Term: Effective from the commencement date until terminated as set forth herein.
Execution: This Agreement is legally binding upon execution by authorized representatives of both Parties.- This Agreement is non-exclusive and does not guarantee minimum purchase or sales volumes unless expressly stated.
- No partnership, joint venture, or agency relationship is formed under this Agreement.
- Responsibilities and Operations
- Partner shall manage distribution, sales, and customer support/service within its designated territory.
- Partner shall not make false or disparaging statements about Music Tribe products and its brands.

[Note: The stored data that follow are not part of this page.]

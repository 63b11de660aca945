//! typed-settings - a typed settings store over flat text files
//!
//! Settings are kept as raw text and read back as integers, floats, strings
//! or vectors of those. The first typed read of a setting converts its text
//! once, caches the result and commits the setting to that type; later reads
//! of the same type are cache hits, reads of another type are mismatches.
//!
//! # Modules
//!
//! - [`settings`] - The store, its conversions and the flat file codec
//! - [`lookup`] - Data index interface and single-value lookup
//! - [`config`] - Tool configuration
//! - [`error`] - Error types

pub mod config;
pub mod error;
pub mod lookup;
pub mod settings;

pub use config::Config;
pub use error::{Error, Result};
pub use settings::{FileCodec, SettingType, SettingValue, SettingsStore, TypedValue};

/// Application version
pub const VERSION: &str = env!("CARGO_PKG_VERSION");

/// Application name
pub const APP_NAME: &str = env!("CARGO_PKG_NAME");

- Partner shall maintain its own sales platform/storefront and implement modifications as reasonably requested by ET to meet branding standards.
- Partner is responsible for ensuring its sales team is trained on products and uses the latest documentation provided by ET.
- Product Pricing and Orders 3.1.Price List:
- Products shall be sold in accordance with the official ET Price List.
- Prices may include packaging, shipping, customs, and logistics unless otherwise specified.
- Pricing for unlisted products shall be determined on a case-by-case basis.
3.2.Price Adjustments:- Prices may be revised based on market and regulatory conditions, or supplier adjustments.
- Orders fully paid and submitted prior to the price change shall remain unaffected.
3.3.Ordering and Resale:- Partner may purchase and resell Products solely to ET-approved third parties.
- Orders must follow ET's defined ordering procedures.
- Partner shall maintain adequate inventory following a first-in, first-out (FIFO) methodology.
- Resale of Products outside the assigned territory requires ET's prior written approval.
- Payment Terms 4.1.Currency and Method:
- All payments shall be made in USD via wire transfer unless otherwise agreed in writing.
- Unless otherwise agreed, full payment must be made within 10 calendar days from the date of the Proforma Invoice, as specified in the Order Policy.
- Deductions are not permitted unless supported by an official credit note issued by ET.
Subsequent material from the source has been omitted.